I feed mine laukie mill mice and rat food, apparently designed by rodent breeders for the reptile trade, as well I throw in a bowl of defrosted frozen mixed veggies, my babies are between 45-50 gm at 3.5 weeks when I wean them
I just weighed some of my 4week old rats that I just removed from their mother yesterday and they weighed between 70-80 grams. They were on diet science dog biscuits available from birth( obviously not eating straight away) and biomare for this last week.
 
This is another one that comes down to choice . Just me personal so don't start but I don't keep my rats in tubs [ or my snakes ] they are in an aviary so they can run around and climb , hide etc . I approach their food in the same way , a mix of cummins pellets , wild bird seed and thorough working horse mix . This costs $1 per kilo . Add to that any leftover bread , vegies and table scraps and they have an interesting , healthy and cheap diet . Not scientific but not a feed lot either .
 
I just weighed some of my 4week old rats that I just removed from their mother yesterday and they weighed between 70-80 grams. They were on diet science dog biscuits available from birth( obviously not eating straight away) and biomare for this last week.

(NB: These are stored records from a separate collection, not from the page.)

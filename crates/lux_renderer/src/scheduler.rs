//! Row-band render scheduling.
//!
//! The framebuffer is split into horizontal bands of whole rows. Each band
//! owns its slice of pixels and its own sampler stream, so bands can run in
//! parallel using rayon without sharing anything mutable. Because a band's
//! random stream depends only on where the band starts, the image is the same
//! whether the bands run on many threads or one after another.

use std::panic::{self, AssertUnwindSafe};
use std::sync::atomic::{AtomicUsize, Ordering};
use std::sync::Mutex;
use std::time::{Duration, Instant};

use rayon::prelude::*;

use crate::camera::Camera;
use crate::error::{RenderError, RenderResult};
use crate::integrator::trace;
use crate::sampler::Sampler;
use crate::settings::RenderSettings;
use lux_core::{Scene, Texture};
use lux_math::{clamp_color, linear_to_gamma, Color};

/// A contiguous range of image rows rendered by one worker.
#[derive(Debug, Clone, Copy, PartialEq, Eq)]
pub struct Band {
    /// First row of the band
    pub start_row: u32,
    /// One past the last row of the band
    pub end_row: u32,
    /// Index of this band, top to bottom
    pub index: usize,
}

impl Band {
    /// Number of rows in the band.
    pub fn rows(&self) -> u32 {
        self.end_row - self.start_row
    }
}

/// Split `height` rows into `count` bands.
///
/// Every band gets `height / count` rows and the last band also takes the
/// remainder. `count` is clamped to `[1, height]`.
pub fn generate_bands(height: u32, count: usize) -> Vec<Band> {
    if height == 0 {
        return Vec::new();
    }

    let count = count.clamp(1, height as usize) as u32;
    let rows_per_band = height / count;

    (0..count)
        .map(|i| {
            let start_row = i * rows_per_band;
            let end_row = if i + 1 == count {
                height
            } else {
                start_row + rows_per_band
            };
            Band {
                start_row,
                end_row,
                index: i as usize,
            }
        })
        .collect()
}

/// Summary of a finished render pass.
#[derive(Debug, Clone, Copy)]
pub struct RenderStats {
    /// Wall-clock time spent rendering
    pub elapsed: Duration,
    /// Rows rendered
    pub rows: u32,
    /// Camera samples traced
    pub samples: u64,
    /// Number of row bands used
    pub bands: usize,
}

/// Shared row counter that reports progress as bands finish rows.
struct Progress {
    completed: AtomicUsize,
    total: usize,
    last_reported: Mutex<usize>,
}

impl Progress {
    fn new(total: usize) -> Self {
        Self {
            completed: AtomicUsize::new(0),
            total: total.max(1),
            last_reported: Mutex::new(0),
        }
    }

    fn row_done(&self, row: u32) {
        let done = self.completed.fetch_add(1, Ordering::Relaxed) + 1;
        log::trace!("Row {} finished ({}/{})", row, done, self.total);

        // Report every 10%
        let decile = done * 10 / self.total;
        let mut last = self
            .last_reported
            .lock()
            .unwrap_or_else(|poisoned| poisoned.into_inner());
        if decile > *last {
            *last = decile;
            log::info!("Rendering... {}%", decile * 10);
        }
    }
}

/// Render `scene` through `camera` into `framebuffer`.
///
/// Every pixel is written exactly once. If a band panics, the remaining bands
/// still finish and the first failure is returned.
pub fn render(
    scene: &Scene,
    camera: &Camera,
    settings: &RenderSettings,
    framebuffer: &mut Texture,
) -> RenderResult<RenderStats> {
    settings.validate()?;

    let width = framebuffer.width();
    let height = framebuffer.height();
    let band_count = settings.bands.unwrap_or_else(rayon::current_num_threads);
    let bands = generate_bands(height, band_count);

    log::info!(
        "Rendering {}x{} at {} spp ({} bands, {})",
        width,
        height,
        settings.samples_per_pixel,
        bands.len(),
        if settings.multithreaded {
            "multithreaded"
        } else {
            "single-threaded"
        }
    );

    let start = Instant::now();
    run_bands(
        framebuffer,
        &bands,
        settings.multithreaded,
        settings.seed,
        |x, y, sampler| render_pixel(scene, camera, settings, x, y, width, height, sampler),
    )?;
    let elapsed = start.elapsed();

    log::info!("Render finished in {:.2?}", elapsed);

    Ok(RenderStats {
        elapsed,
        rows: height,
        samples: width as u64 * height as u64 * settings.samples_per_pixel as u64,
        bands: bands.len(),
    })
}

/// Average `samples_per_pixel` jittered samples for pixel `(x, y)`.
#[allow(clippy::too_many_arguments)]
pub fn render_pixel(
    scene: &Scene,
    camera: &Camera,
    settings: &RenderSettings,
    x: u32,
    y: u32,
    width: u32,
    height: u32,
    sampler: &mut Sampler,
) -> Color {
    let mut sum = Color::ZERO;

    for _ in 0..settings.samples_per_pixel {
        let u = (x as f32 + sampler.next_f32()) / width as f32;
        let v = (y as f32 + sampler.next_f32()) / height as f32;
        let ray = camera.generate_ray(u, v, sampler);
        sum += trace(&ray, scene, settings, sampler);
    }

    let mut color = sum / settings.samples_per_pixel as f32;
    if settings.gamma_correct {
        color = linear_to_gamma(color);
    }
    clamp_color(color)
}

/// Run `shade` for every pixel, one band per job.
fn run_bands<F>(
    framebuffer: &mut Texture,
    bands: &[Band],
    multithreaded: bool,
    seed: u64,
    shade: F,
) -> RenderResult<()>
where
    F: Fn(u32, u32, &mut Sampler) -> Color + Sync,
{
    let width = framebuffer.width();
    let progress = Progress::new(framebuffer.height() as usize);

    // Hand each band its own rows of the framebuffer
    let mut rest = framebuffer.pixels_mut();
    let mut jobs = Vec::with_capacity(bands.len());
    for band in bands {
        let len = band.rows() as usize * width as usize;
        let (head, tail) = std::mem::take(&mut rest).split_at_mut(len);
        jobs.push((*band, head));
        rest = tail;
    }

    let run = |(band, pixels): (Band, &mut [Color])| -> RenderResult<()> {
        panic::catch_unwind(AssertUnwindSafe(|| {
            render_band(&band, pixels, width, seed, &shade, &progress)
        }))
        .map_err(|payload| {
            let message = panic_message(&*payload);
            log::error!(
                "Band {} (rows {}..{}) panicked: {}",
                band.index,
                band.start_row,
                band.end_row,
                message
            );
            RenderError::WorkerPanicked {
                start_row: band.start_row,
                end_row: band.end_row,
                message,
            }
        })
    };

    let results: Vec<RenderResult<()>> = if multithreaded {
        jobs.into_par_iter().map(run).collect()
    } else {
        jobs.into_iter().map(run).collect()
    };

    results.into_iter().collect()
}

fn render_band<F>(
    band: &Band,
    pixels: &mut [Color],
    width: u32,
    seed: u64,
    shade: &F,
    progress: &Progress,
) where
    F: Fn(u32, u32, &mut Sampler) -> Color,
{
    let mut sampler = Sampler::with_stream(seed, band.start_row as u64);

    for (row, y) in (band.start_row..band.end_row).enumerate() {
        let start = row * width as usize;
        let row_pixels = &mut pixels[start..start + width as usize];
        for (x, pixel) in row_pixels.iter_mut().enumerate() {
            *pixel = shade(x as u32, y, &mut sampler);
        }
        progress.row_done(y);
    }
}

fn panic_message(payload: &(dyn std::any::Any + Send)) -> String {
    if let Some(s) = payload.downcast_ref::<&str>() {
        (*s).to_string()
    } else if let Some(s) = payload.downcast_ref::<String>() {
        s.clone()
    } else {
        "unknown panic".to_string()
    }
}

that's not bad going, I only feed mine the one cube and lactating mothers get a bowl of veg every now and then, what size litters are ya having? And how old are ya breeding females? I have a young batch at the moment this lot are only on their 3rd litters and the are averaging 10+ a litter. I have just come back from 2 1/2 weeks holidays an had a accident in one of the tubs where the drinker leaked and soaked the substrate and killed all but 3 out of 2 litters so now I have 2 lactating females feeding the 3 pups they should grow pretty fast
 
I think the genetic background of the rats will effect the weight for age more than the food in younger animals. Our weight are about the same as andynics but our females are small by some standards with an average of only 350-450 grams depending upon stage of pregnancy. Ive seen jumbo rats that go 700 to 1000 grams but never disected them to see just how much fat they carry.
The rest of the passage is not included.